According to the FDA, the level of NDMA–classified as a probable human carcinogen–has been found to be above the allowable Acceptable Daily Intake (ADI) limit established by the agency.
Although no adverse events have been reported from taking Riomet/Metformin, it’s likely that there will be lawsuits against manufacturers such as Sun Pharma. Thousands of consumers who claim to have developed cancer as a result of taking the heartburn medication, Zantac, have filed lawsuits against ranitidine manufacturers, who make the generic histamine-2 (H2) blockers that reduce stomach acid.
Ranitidine (Zantac is a brand name of a ranitidine drug) remedies were recalled by the FDA in April of this year because of NDMA impurities. The news was alarming, considering that an estimated 15 million Americans were taking ranitidine prescription drugs at the time of the recall. Users of Metformin, one of the most commonly-prescribed drugs in the United States, are even greater. Nearly 80 million prescriptions were written for the drug in 2017. Metformin is nearly always the first drug prescribed for people newly diagnosed with type 2 diabetes. Approximately one-quarter of Metformin prescriptions are for the extended release/Riomet version.
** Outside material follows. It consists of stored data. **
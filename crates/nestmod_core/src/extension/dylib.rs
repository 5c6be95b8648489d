//! Platform loader for standalone module libraries.
//!
//! # Responsibility
//! - Open module libraries from disk.
//! - Resolve their `<library>_mod` export for the dynamic load path.
//!
//! # Invariants
//! - Opened libraries stay mapped until process exit. Registered factories
//!   point into module code, so nothing is ever unloaded.
//!
//! # ABI
//! The `<library>_mod` export is a `&'static dyn ExtensionModule`, a Rust
//! trait-object pointer without a stable layout. Host and module must be built
//! by the same `rustc` against the same `nestmod_core` version.

use crate::extension::module::ExtensionModule;
use crate::extension::symbol::{is_valid_library_name, SymbolResolver};
use libloading::Library;
use log::{error, info};
use std::path::{Path, PathBuf};
use thiserror::Error;

/// Failures while opening a module library.
#[derive(Debug, Error)]
pub enum DylibError {
    #[error("failed to open module library {}: {source}", .path.display())]
    Open {
        path: PathBuf,
        #[source]
        source: libloading::Error,
    },
    #[error("library name is not a valid identifier: `{0}`")]
    InvalidLibraryName(String),
}

/// Resolves activation symbols from libraries opened at runtime.
///
/// Libraries are searched in open order; the first export wins.
#[derive(Debug, Default)]
pub struct DylibResolver {
    libraries: Vec<(PathBuf, &'static Library)>,
}

impl DylibResolver {
    pub fn new() -> Self {
        Self::default()
    }

    /// Opens the library at `path` and keeps it mapped for the process lifetime.
    ///
    /// # Safety
    /// Opening runs the library's initialization routines, and `resolve` reads
    /// its exports as `&'static dyn ExtensionModule`. `path` must name a module
    /// library built under the ABI rules in the module docs.
    pub unsafe fn open(&mut self, path: &Path) -> Result<(), DylibError> {
        let library = Library::new(path).map_err(|source| {
            error!(
                "event=dylib_open module=loader status=error path={} error={source}",
                path.display()
            );
            DylibError::Open {
                path: path.to_path_buf(),
                source,
            }
        })?;
        self.libraries
            .push((path.to_path_buf(), Box::leak(Box::new(library))));
        info!(
            "event=dylib_open module=loader status=ok path={} libraries={}",
            path.display(),
            self.libraries.len()
        );
        Ok(())
    }

    /// Opens `library` from `dir` under the platform file name
    /// (`libcerebmodule.so`, `cerebmodule.dll`, ...). Returns the opened path.
    ///
    /// # Safety
    /// Same contract as [`DylibResolver::open`].
    pub unsafe fn open_in(&mut self, dir: &Path, library: &str) -> Result<PathBuf, DylibError> {
        if !is_valid_library_name(library) {
            return Err(DylibError::InvalidLibraryName(library.to_string()));
        }
        let path = dir.join(libloading::library_filename(library));
        self.open(&path)?;
        Ok(path)
    }

    /// Paths of the opened libraries, in open order.
    pub fn paths(&self) -> Vec<&Path> {
        self.libraries
            .iter()
            .map(|(path, _)| path.as_path())
            .collect()
    }
}

impl SymbolResolver for DylibResolver {
    fn resolve(&self, symbol: &str) -> Option<&'static dyn ExtensionModule> {
        self.libraries.iter().find_map(|(_, library)| {
            // SAFETY: `open` only admits module libraries, where `symbol` names a
            // `&'static dyn ExtensionModule` static. The library is never unloaded.
            unsafe {
                let export = library
                    .get::<*const &'static dyn ExtensionModule>(symbol.as_bytes())
                    .ok()?;
                let slot: *const &'static dyn ExtensionModule = *export;
                slot.as_ref().copied()
            }
        })
    }
}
NDMA can form naturally, as is the case with certain food products, including highly-processed lunch meats, or it can form unintentionally in industrial uses, such as drug manufacturing. According to the FDA, the level of impurity increases in tainted drugs over time, and when the packaging or drug itself is stored at higher than room temperature.
The FDA advises those taking any medications to not discontinue doing so without first talking to their prescribing doctor. Additionally, FDA is, to date, unaware of the source of NDMA contamination in Metformin.
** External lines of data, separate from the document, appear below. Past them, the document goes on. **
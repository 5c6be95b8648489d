//! Companion command contract.

use log::info;
use thiserror::Error;

/// Failure reported by the host interpreter for one command.
#[derive(Debug, Clone, PartialEq, Eq, Error)]
#[error("{0}")]
pub struct InterpreterError(pub String);

/// Host interpreter that runs a module's companion command.
pub trait CommandInterpreter {
    fn run(&mut self, command: &str) -> Result<(), InterpreterError>;
}

/// Interpreter stand-in that records commands in execution order.
#[derive(Debug, Default)]
pub struct CommandLog {
    commands: Vec<String>,
}

impl CommandLog {
    pub fn new() -> Self {
        Self::default()
    }

    pub fn commands(&self) -> &[String] {
        &self.commands
    }
}

impl CommandInterpreter for CommandLog {
    fn run(&mut self, command: &str) -> Result<(), InterpreterError> {
        info!("event=companion_run module=interpreter status=ok command={command}");
        self.commands.push(command.to_string());
        Ok(())
    }
}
Update – November 4, 2020:
Missouri-based Nostrum Laboratories voluntarily recalled two lots of its 750-mg extended-release metformin tablets. The manufacturer did not disclose the exact number of bottles involved in the recall. The lots contain packages of 100 metformin tablets each. Thus far, in addition to Nostrum, Metformin manufacturers that have issued recalls include Granules Pharmaceuticals, Apotex, Amneal, Lupin, Marksans, Teva and Bayshore Pharmaceuticals.